Coercion or patient misunderstanding may explain why many women consented to a VE when asked just before their operation—the timing and situation in the anaesthetic room may have been coercive. Preoperative sedation was not routine during this study, so could not be implicated as a factor affecting judgement. Women may prefer to be asked by a nurse or physician5 and subsequently meet the student.6 For logistic reasons, students at UOW are taught to seek consent for themselves. Most women were asked directly by the student and thus could have found it difficult to refuse consent. Consent obtained by the consultant was associated with possibly half the women not ever meeting the student who examined them: this dishonours ethical principles, codes of practice and most patients’ wishes.6,7
The students’ perceived time to obtain written consent (<5 minutes for 82% of requests) suggests that informed consent for VE is not a time-consuming process.
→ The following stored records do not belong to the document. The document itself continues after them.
impl<S, N> CaseService<S, N>
where
  S: EntityStore,
  N: Notifier,
{
  pub fn new(store: Arc<S>, notifier: Arc<N>, settings: CaseSettings) -> Self {
    Self { store, notifier, settings: Arc::new(settings) }
  }

  // ── Create ────────────────────────────────────────────────────────────

  /// Open a new case for an existing person with one or more existing
  /// facts, seeded with the configured open status.
  pub async fn create_case(&self, request: NewCaseRequest) -> Result<CaseDto> {
    let mut missing = Violations::new();

    let person = self
      .store
      .get_person(request.person_id)
      .await
      .map_err(Error::store)?;
    let person =
      missing.require(person, || messages::person_missing(request.person_id));

    let mut facts = Vec::with_capacity(request.fact_ids.len());
    for &fact_id in &request.fact_ids {
      let fact = self.store.get_fact(fact_id).await.map_err(Error::store)?;
      if let Some(fact) = missing.require(fact, || messages::fact_missing(fact_id)) {
        facts.push(fact);
      }
    }

    let person = missing.finish_with(person, Error::NotFound)?;

    let first = CaseStatusEntry::new(
      self.settings.open_status.clone(),
      (self.settings.today)(),
    );
    let case = Case::open(
      request.violation_date,
      request.location,
      person,
      facts,
      first,
    )
    .map_err(|v| invariant_error(v, None))?;

    let case = self.store.add_case(case).await.map_err(Error::store)?;
    let dto = CaseDto::from(&case);

    info!(case_id = ?dto.case_id, person_id = %dto.person_id, "case created");
    self.announce(match dto.case_id {
      Some(id) => format!("Zaak {id} toegevoegd"),
      None => "Zaak toegevoegd".to_owned(),
    });
    Ok(dto)
  }

  // ── Status ────────────────────────────────────────────────────────────

  /// Append `status_id` to the case's status history.
  pub async fn append_status(
    &self,
    case_id: CaseId,
    status_id: StatusId,
  ) -> Result<CaseDto> {
    let mut missing = Violations::new();

    let case = self.store.get_case(case_id).await.map_err(Error::store)?;
    let case = missing.require(case, || messages::case_missing(case_id));

    let status = self.store.get_status(status_id).await.map_err(Error::store)?;
    let status = missing.require(status, || messages::status_missing(status_id));

    let (mut case, status) =
      missing.finish_with(case.zip(status), Error::NotFound)?;

    case.append_status(CaseStatusEntry::new(status, (self.settings.today)()));
    let case = self.store.save_case(case).await.map_err(Error::store)?;

    info!(%case_id, %status_id, "status appended");
    Ok(CaseDto::from(&case))
  }

  // ── Facts ─────────────────────────────────────────────────────────────

  /// Attach existing facts to an existing case, all-or-nothing.
  ///
  /// Missing references are reported first (as not found); only when every
  /// reference resolves are duplicates checked (as a conflict).
  pub async fn attach_facts(
    &self,
    case_id: CaseId,
    requests: &[AttachFactRequest],
  ) -> Result<CaseDto> {
    let mut missing = Violations::new();

    let case = self.store.get_case(case_id).await.map_err(Error::store)?;
    let case = missing.require(case, || messages::attach_case_missing(case_id));

    let mut facts = Vec::with_capacity(requests.len());
    for request in requests {
      let fact = self
        .store
        .get_fact(request.fact_id)
        .await
        .map_err(Error::store)?;
      if let Some(fact) =
        missing.require(fact, || messages::attach_fact_missing(request.fact_id))
      {
        facts.push(fact);
      }
    }

    let mut case = missing.finish_with(case, |v| {
      Error::NotFound(v.with_trailer(messages::NO_FACTS_ADDED))
    })?;

    case
      .attach_facts(facts)
      .map_err(|v| invariant_error(v, Some(messages::NO_FACTS_ADDED)))?;
    let case = match self.store.save_case(case).await {
      Ok(case) => case,
      // Another writer linked some of these facts after the case was read.
      Err(e) if e.is_conflict() => return Err(self.raced_attach(case_id, requests).await),
      Err(e) => return Err(Error::store(e)),
    };

    info!(%case_id, attached = requests.len(), "facts attached");
    Ok(CaseDto::from(&case))
  }

  /// Conflict for an attach that lost to a concurrent one, naming the
  /// requested facts the case holds now.
  async fn raced_attach(&self, case_id: CaseId, requests: &[AttachFactRequest]) -> Error {
    let current = match self.store.get_case(case_id).await {
      Ok(current) => current,
      Err(e) => return Error::store(e),
    };
    let linked: Vec<_> = current
      .iter()
      .flat_map(|c| c.facts())
      .map(|f| f.fact_id)
      .collect();

    let mut conflicts = Violations::new();
    for request in requests {
      conflicts.reject_if(linked.contains(&request.fact_id), || {
        messages::fact_already_attached(request.fact_id)
      });
    }
    Error::Conflict(conflicts.with_trailer(messages::NO_FACTS_ADDED))
  }

  // ── Reads ─────────────────────────────────────────────────────────────

  pub async fn list_cases(&self) -> Result<Vec<CaseDto>> {
    let cases = self.store.list_cases().await.map_err(Error::store)?;
    Ok(cases.iter().map(CaseDto::from).collect())
  }

  pub async fn get_case(&self, case_id: CaseId) -> Result<CaseDto> {
    debug!(%case_id, "loading case");
    let case = self
      .store
      .get_case(case_id)
      .await
      .map_err(Error::store)?
      .ok_or_else(|| Error::not_found(messages::case_missing(case_id)))?;
    Ok(CaseDto::from(&case))
  }

  pub async fn cases_for_person(&self, person_id: PersonId) -> Result<Vec<CaseDto>> {
    self
      .store
      .get_person(person_id)
      .await
      .map_err(Error::store)?
      .ok_or_else(|| Error::not_found(messages::person_missing(person_id)))?;

    let cases = self
      .store
      .cases_by_person(person_id)
      .await
      .map_err(Error::store)?;
    Ok(cases.iter().map(CaseDto::from).collect())
  }

  fn announce(&self, message: String) {
    notify::dispatch(
      self.notifier.as_ref(),
      &Notification::new(self.settings.sender.as_str(), message),
    );
  }
}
The ‘student performing an examination without consent’ rate of 9% is considerably lower than that previously reported5 possibly because of the specific tutorial on obtaining consent and staff awareness that there was a survey focusing on consent or the ethical environment.
Contrary to other reports,3–5 there was no gender bias in the ultimate consent for a VE or in the number of examinations performed perhaps because male students received extra support from consultants.
Eleven (21%) of the students who returned the questionnaires did not do a VE because of lack of time and/or commitment within theatre for the educational experience. Some gynaecologists may need to better facilitate this learning opportunity. This may also receive greater priority for students and gynaecologists if the VE experience of anaesthetised women was to become part of the student’s summative assessment. However, if the experience of VE on anaesthetised women is not considered essential to acquiring competency in VE by graduation, further study should be undertaken to determine if and how these students should compensate for this omission in obtaining their competency in VE.
Disclosure of interest
The authors of this study were sometimes the teachers of the students or the supervising gynaecologists.
Contribution to authorship
The principle investigator is Dr J.B. Prof J.D.H. was instrumental in study design and writing the paper. F.L. facilitated clinical coordination and assisted in preparation of the manuscript.
Details of ethics approval
The study was approved by the Central Regional Ethics Committee, New Zealand on 14 December 2004—The National Ethics Advisory Committee Draft Guidelines did not require specific approval for this survey.
This study was funded as part of the contracts of the authors as employees of UOW.